On the other hand, there is at least one (but often infinitely many) pair of parallel lines (E1, E2), where one (E1) passes through the center 4 of the circle C, which describes the pouring hole 3, and the other (E2) is tangent to the edge of the plate, which is far from the pouring hole 3. For each pair of parallel lines (E1, E2), there is only one line (E3), which is perpendicular to the circumference of the parallel lines E1 and E2, and which passes through the center 4 of the circle C, which describes the pouring hole 3.

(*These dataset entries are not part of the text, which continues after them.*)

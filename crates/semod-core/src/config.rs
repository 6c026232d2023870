use crate::CoreError;
use semod_store::BackendOptions;
use serde::{Deserialize, Serialize};
use std::path::{Path, PathBuf};

pub const DEFAULT_CONFIG_PATH: &str = "/etc/semod/semod.toml";

/// Environment variable overriding [`DEFAULT_CONFIG_PATH`].
pub const CONFIG_ENV: &str = "SEMOD_CONFIG";

#[derive(Debug, Clone, Serialize, Deserialize, PartialEq, Eq)]
#[serde(deny_unknown_fields)]
pub struct SemodConfig {
    /// Store backend: `semodule` or `mock`.
    #[serde(default = "default_backend")]
    pub backend: String,
    /// Store to operate on; empty selects the default store.
    #[serde(default)]
    pub store: String,
    #[serde(default = "default_semodule_path")]
    pub semodule_path: PathBuf,
    #[serde(default, skip_serializing_if = "Option::is_none")]
    pub mock_state: Option<PathBuf>,
}

fn default_backend() -> String {
    "semodule".to_owned()
}

fn default_semodule_path() -> PathBuf {
    PathBuf::from("semodule")
}

impl Default for SemodConfig {
    fn default() -> Self {
        Self {
            backend: default_backend(),
            store: String::new(),
            semodule_path: default_semodule_path(),
            mock_state: None,
        }
    }
}

impl SemodConfig {
    /// Load from `$SEMOD_CONFIG` or the default path. A missing default
    /// file yields the defaults; a missing file named explicitly is an error.
    pub fn load_default() -> Result<Self, CoreError> {
        match std::env::var_os(CONFIG_ENV) {
            Some(path) => Self::load(Path::new(&path)),
            None => {
                let path = Path::new(DEFAULT_CONFIG_PATH);
                if path.exists() {
                    Self::load(path)
                } else {
                    Ok(Self::default())
                }
            }
        }
    }

    pub fn load(path: &Path) -> Result<Self, CoreError> {
        let content = std::fs::read_to_string(path)
            .map_err(|e| CoreError::Config(format!("cannot read {}: {e}", path.display())))?;
        Self::parse(&content)
            .map_err(|e| CoreError::Config(format!("invalid config {}: {e}", path.display())))
    }

    pub fn parse(content: &str) -> Result<Self, toml::de::Error> {
        toml::from_str(content)
    }

    pub fn save(&self, path: &Path) -> Result<(), CoreError> {
        if let Some(parent) = path.parent() {
            std::fs::create_dir_all(parent)?;
        }
        let content = toml::to_string_pretty(self)
            .map_err(|e| CoreError::Config(format!("cannot serialize config: {e}")))?;
        std::fs::write(path, content)?;
        Ok(())
    }

    pub fn backend_options(&self) -> BackendOptions {
        BackendOptions {
            semodule_path: Some(self.semodule_path.clone()),
            mock_state: self.mock_state.clone(),
        }
    }
}

#[cfg(test)]
mod tests {
    use super::*;

    #[test]
    fn empty_config_uses_defaults() {
        let config = SemodConfig::parse("").unwrap();
        assert_eq!(config, SemodConfig::default());
        assert_eq!(config.backend, "semodule");
        assert!(config.store.is_empty());
    }

    #[test]
    fn parse_full_config() {
        let config = SemodConfig::parse(
            r#"
backend = "mock"
store = "mls"
semodule_path = "/usr/sbin/semodule"
mock_state = "/tmp/store.json"
"#,
        )
        .unwrap();
        assert_eq!(config.backend, "mock");
        assert_eq!(config.store, "mls");
        assert_eq!(config.semodule_path, PathBuf::from("/usr/sbin/semodule"));
        assert_eq!(config.mock_state, Some(PathBuf::from("/tmp/store.json")));
    }

    #[test]
    fn unknown_keys_rejected() {
        assert!(SemodConfig::parse("bakend = \"mock\"").is_err());
    }

    #[test]
    fn config_roundtrip() {
        let dir = tempfile::tempdir().unwrap();
        let path = dir.path().join("etc/semod.toml");

        let config = SemodConfig {
            backend: "mock".to_owned(),
            store: "targeted".to_owned(),
            mock_state: Some(dir.path().join("state.json")),
            ..SemodConfig::default()
        };
        config.save(&path).unwrap();
        assert_eq!(SemodConfig::load(&path).unwrap(), config);
    }

    #[test]
    fn load_missing_file_is_config_error() {
        let dir = tempfile::tempdir().unwrap();
        let err = SemodConfig::load(&dir.path().join("nope.toml")).unwrap_err();
        assert!(matches!(err, CoreError::Config(_)));
    }

    #[test]
    fn backend_options_carry_paths() {
        let config = SemodConfig {
            mock_state: Some(PathBuf::from("/tmp/s.json")),
            ..SemodConfig::default()
        };
        let opts = config.backend_options();
        assert_eq!(opts.semodule_path, Some(PathBuf::from("semodule")));
        assert_eq!(opts.mock_state, Some(PathBuf::from("/tmp/s.json")));
    }
}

Finally, only one of these combinations of lines (E1, E2, E3) is such that E1 and E3 coincide with vertical lines 5 and 6, used for the construction of the panel. So, if the top of the aforementioned sector is lowered (by translation) to the intersection of the vertical lines E2 and E3, there is only one possible orientation of these lines (E2 and E3) such that the lines creating the aforementioned sector coincide with the diagonals D2 and D4 and such that the intersection of the lines E2 and E3 coincides with the vertex 11. In accordance with the construction rules, the intersection of the diagonals D2 and D4 with the line E1 (which therefore coincides with line 5) will be on the border of the plate or outside the plate, but never inside plates. Once this orientation is found, it is easy to draw a rectangle R, which has sides parallel to lines 5 and 6 (or E1 and E2).

Claims (7)

1. The refractory plate (1) for the sliding shutter, which is described by an elongated rectangle R and has two sides parallel to the direction of its elongation, and has a hole for pouring (3), located eccentrically in the middle between the parallel sides of the rectangle R and described by a circle C, with the center (4), the rectangle is divided into four quadrants by two vertical lines (5, 6), which intersect in the center (4) of the circle C, one (6) of these lines (5, 6) continues in the middle between the parallel side of rectangle R, each quadrant has intersecting diagonals: D1, D2 and D3, D4 and D5, D6 and D7, D8 respectively, where the corners (7-10) of rectangle R are cut off and replaced by beveled edges (15-18) and the direction of at least part of these edges (15, 16), which are farthest from the pouring hole (3), deviates by a maximum of 5º from the direction of the diagonal, which does not intersect the corner in question, indicated by the fact that the direction of at least part of the edges (17, 18), which are closest to the pouring hole (3), deviate a maximum of 5º from one of the following directions: (i) - the direction perpendicular to the diagonal that intersects the angle in question; (ii) - the direction of the second diagonal of the respective quadrant; (iii) - middle direction between directions (i) and (ii). 2. The plate according to claim 1, characterized in that the edges 15 and 16 or their extensions intersect with the short side of the rectangle R in the areas, which are in the ratio between 1/8 and 3/8 and between 5/8 and 7/8 the length of the specified short side of the rectangle R. 3. A plate according to any one of claims 1 or 2, characterized in that the edges 17 and 18 or their extensions intersect with the short side of the rectangle R in areas that are in a ratio between 1/10 and 9/10 of the length of said short side rectangle R. 4. The plate according to any one of claims 1 to 3, characterized in that the edges 15 and 16 are joined by transitional curves, preferably by transitional radii. 5. The plate according to any one of claims 1 to 4, characterized in that the edges 17 and 18 are joined by transitional curves, preferably by transitional radii. 6. Plate according to claim 1, characterized in that the plate is not symmetrical in relation to the middle between the parallel sides of the rectangle R. 7. A slide latch comprising a plate according to any one of claims 1 to 6.